I think most people who have life choices experience the phenomenon that, every once in a while, something comes that comes up that makes you question the life you're living. After all, if you have choices, you have to know about them, or you wouldn't have choices. And knowing about them makes you think about them.
One choice Aimee and I have is to live in Britain instead of the US. I never wanted to become an American citizen, some misplaced loyalty to my buddy Liz Windsor or some such thing, so I remain a resident alien, antennae and all. Actually, since I'm officially an EC citizen, we could choose to live in any EC country, but I doubt we'd want to live in any of them except Britain.
What brought this idea up for me recently was watching the Michael Moore movie Sicko, which we got from Netflix.
Like most American families, we have horror stories from family and friends about the American health care system. Unlike most Americans, we have a back door out of that system. If either of us had a chronic illness like cancer or Parkinson's (which my grandfather succumbed to), and the health care system here let us down the way it lets down our friends and family, we could just catch a plane.

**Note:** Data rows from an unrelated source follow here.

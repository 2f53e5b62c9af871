//! `Content-Disposition` header formatting for download responses.

use crate::utils::is_blank;

const ATTACHMENT_DISPOSITION: &str = "attachment";
const INLINE_DISPOSITION: &str = "inline";

/// Produces the `Content-Disposition` header value for a download response.
///
/// With `force_download` the disposition is `attachment`, carrying the
/// filename when one is present; otherwise the file is served `inline` and
/// the filename is ignored.
///
/// The filename is not quote-escaped. Callers reject malformed filenames
/// upstream: a blank filename never reaches a successful response because the
/// endpoint turns it into a 404 during suffix parsing.
pub fn content_disposition(force_download: bool, filename: &str) -> String {
    if !force_download {
        return INLINE_DISPOSITION.to_string();
    }
    if is_blank(filename) {
        return ATTACHMENT_DISPOSITION.to_string();
    }
    format!("{ATTACHMENT_DISPOSITION}; filename=\"{filename}\"")
}
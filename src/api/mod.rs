//! REST API server module
//!
//! Exposes the file download endpoint, the container children editor, and an
//! OpenAPI 3.1 compliant management surface for configuration and health.

use crate::{AssetGateway, Config, Result};
use axum::{
    Router,
    http::HeaderValue,
    routing::{get, patch, post},
};
use std::sync::Arc;
use tokio::net::TcpListener;
use tower_http::cors::{AllowOrigin, Any, CorsLayer};
use tower_http::trace::TraceLayer;
use utoipa::OpenApi;
use utoipa_swagger_ui::SwaggerUi;

pub mod error_response;
pub mod openapi;
pub mod routes;
pub mod state;

pub use openapi::ApiDoc;
pub use state::AppState;

/// Create the API router with all route definitions
///
/// # Routes
///
/// ## File Download
/// - `GET /bin/download.file/*suffix` - Stream an asset's original bytes;
///   the suffix is `/<id>/<filename>` and every failure is an empty 404
/// - `GET /bin/download.file` - Missing suffix, always an empty 404
///
/// ## Children Editor
/// - `POST /<container>.childreneditor.html` - Apply a form-encoded children
///   edit to the container at the request path
///
/// ## Configuration
/// - `GET /config` - Get current config
/// - `PATCH /config` - Update config
///
/// ## System
/// - `GET /health` - Health check
/// - `GET /openapi.json` - OpenAPI specification
/// - `GET /swagger-ui` - Interactive Swagger UI documentation (if enabled)
pub fn create_router(gateway: Arc<AssetGateway>, config: Arc<Config>) -> Router {
    let state = AppState::new(gateway);

    // Static routes win over the catch-all, so the editor only sees paths
    // that no other endpoint claims.
    let router = Router::new()
        // File Download
        .route("/bin/download.file", get(routes::download_missing_suffix))
        .route("/bin/download.file/*suffix", get(routes::download_file))
        // Children Editor; non-POST methods under the catch-all are plain 404s
        .route(
            "/*path",
            post(routes::edit_children).fallback(routes::fallback_not_found),
        )
        // Configuration
        .route("/config", get(routes::get_config))
        .route("/config", patch(routes::update_config))
        // System
        .route("/health", get(routes::health_check))
        .route("/openapi.json", get(routes::openapi_spec));

    // Merge Swagger UI routes if enabled in config (before applying state).
    // The UI gets its own spec url; /openapi.json stays a plain route above.
    let router = if config.server.swagger_ui {
        router.merge(SwaggerUi::new("/swagger-ui").url("/api-docs/openapi.json", ApiDoc::openapi()))
    } else {
        router
    };

    // Add state to all routes
    let router = router.with_state(state);

    // Request tracing runs innermost so the CORS preflight short-circuit
    // stays outside of it
    let router = router.layer(TraceLayer::new_for_http());

    // Apply CORS middleware if enabled in config
    if config.server.cors_enabled {
        let cors = build_cors_layer(&config.server.cors_origins);
        router.layer(cors)
    } else {
        router
    }
}

/// Build a CORS layer based on configured origins
///
/// # Arguments
///
/// * `origins` - List of allowed origins (supports "*" for any origin)
///
/// # Returns
///
/// A configured CorsLayer that allows the specified origins, all methods,
/// and all headers for cross-origin requests.
fn build_cors_layer(origins: &[String]) -> CorsLayer {
    // Check if "*" (all origins) is in the list
    let allow_any = origins.iter().any(|o| o == "*");

    if allow_any || origins.is_empty() {
        // Allow all origins (default for local development)
        CorsLayer::new()
            .allow_origin(Any)
            .allow_methods(Any)
            .allow_headers(Any)
    } else {
        // Allow specific origins
        let allowed: Vec<HeaderValue> = origins.iter().filter_map(|o| o.parse().ok()).collect();

        CorsLayer::new()
            .allow_origin(AllowOrigin::list(allowed))
            .allow_methods(Any)
            .allow_headers(Any)
    }
}

/// Start the API server on the configured bind address.
///
/// This function creates a TCP listener, binds it to the configured address,
/// and starts serving the API router. It runs until the server is shut down.
///
/// # Example
///
/// ```no_run
/// use asset_gateway::store::memory::{MemoryAssetStore, MemoryContainerStore};
/// use asset_gateway::{AssetGateway, Config};
/// use std::sync::Arc;
///
/// # async fn example() -> Result<(), Box<dyn std::error::Error>> {
/// let config = Config::default();
/// let gateway = Arc::new(AssetGateway::new(
///     Arc::new(MemoryAssetStore::new()),
///     Arc::new(MemoryContainerStore::new()),
///     config,
/// ));
///
/// // Start API server (blocks until shutdown)
/// let config = gateway.config();
/// asset_gateway::api::start_api_server(gateway, config).await?;
/// # Ok(())
/// # }
/// ```
pub async fn start_api_server(gateway: Arc<AssetGateway>, config: Arc<Config>) -> Result<()> {
    let bind_address = config.server.bind_address;

    tracing::info!(
        address = %bind_address,
        "Starting API server"
    );

    // Create the router with all routes
    let app = create_router(gateway, config);

    // Bind TCP listener to the configured address
    let listener = TcpListener::bind(bind_address)
        .await
        .map_err(crate::error::Error::Io)?;

    tracing::info!(
        address = %bind_address,
        "API server listening"
    );

    axum::serve(listener, app)
        .await
        .map_err(|e| crate::error::Error::ApiServerError(e.to_string()))?;

    tracing::info!("API server stopped");
    Ok(())
}

// unwrap/expect are acceptable in tests for concise failure-on-error assertions
#[allow(clippy::unwrap_used, clippy::expect_used)]
#[cfg(test)]
mod tests;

I don't feel bad about not paying UK taxes for this benefit. After all, I was a British serviceman, an "erk," a "Tommy," a member of "the Mob," and put in seven years. I was underpaid and overworked for all of that seven years, and as an RAFMR troop, I risked my life frequently and was frequently injured too. I have two partially torn ACLs, chronic arthritis in both knees, and a frostbitten left pinky to prove it. (Sounds of extremely small violins, especially for the pinky!) Never mind the extreme efforts most ex-serviceman go through to find a life in civilian society, which for me meant four years bumming around in both the UK and the backwoods of America, before settling on a college career. Over here, in lawsuit-ridden America, I'd get VA medical care and a partial disability pension for my minor, but still service-related injuries. I'll settle for my British passport and National Insurance number. One day, that passport might save one of our lives.
Because this is of course, deadly serious at root. People die in this country for lack of health care. We have friends and relatives who cannot get the health care they need. A friend (who some readers will know) who just died of emphesema, was forced to work for very little money towards the end of her life, even though she was capable of earning much more, because to earn more would have put her outside the scope of the government Medicare system. No insurance company would have taken her on. Aimee's Dad is finally now getting the full attention and care he needs for his leukemia because he has been officially recognized as an Agent Orange casualty, and the VA now has him on their roster.
So why not go back to Britain right now? I surely get homesick enough, frequently enough. Last night being just the latest example. Last year when Mum was sick, I went home to look after Dad, and was right back in the amazing British health care system again. What astounded me most was not the dedication of the nurses, or the obviously brand new hospital, but the fact that no-one ever asked me for money, not even at the pharmacy, and that the health and social service visitors could, if mother would allow it, make up to five house calls a day to look after old folks in their own homes. For free. Moore's movie, of course, reminded me of this, which was why I was homesick last night. Something we Brits should be proud of is the NHS.
I think the main reason I stay in this country is not because of Aimee, because she likes Britain well enough and would live there, not because of my (I think) important job trying to make this country more sustainable (violins again), but because of the farm. We both have a very good idea how difficult it would be to get a homestead, or smallholding as they are known over there, in Britain.
A British smallholding is a small, very expensive plot of land surrounded by red tape. There are an extraordinary amount of rules governing what you can and can't build, and probably it's the same for farming. The prices are astronomical, of course, a million dollars couldn't buy a place like ours, because every city stockholder needs their country home for the weekends, and so the smallholder is competing with them for land and houses. And the supply of houses and land is extremely tight because the planning regulations are so strict.
The only way out of this, for most British smallholders, is to become a tenant farmer, or to take a tied house or croft, and thus subject yourself to the landlord. And not just any landlord. The aristocratic peer of the realm, whose duchy, lairdship, or other feudal estate, is the true owner of more than two thirds of British land.
Either the landlord or the government. The devilish aristocrat or the deep blue sea of regulations. The relative freedom we experience here in Jackson Maine, of being able to buy a homestead on an affordable mortgage, of being able to farm it as we want, cut a tree when we need to, build a building when we need one, remodel the house without planning permission, all this is impossible in the UK.
After reading my British history so well and realizing what centuries of oppression my ancestors must have endured; after realizing how all that history put all my grandad's and grandma's stories of WWI, the depression and WWII into context as the catastrophes they were, made far worse than they should have been by the class system, after realizing then for the first time the hardships they endured, and after growing up in the still-class ridden British system of the 1960s and 1970s, after serving in the class-ridden British RAF of the 1970s and 1980s, what would bother me most about going back to Britain would be the loss of our land.
An Englishman's home is his castle. Especially if it's in America. And even if the only safe health care scheme he has is in Britain.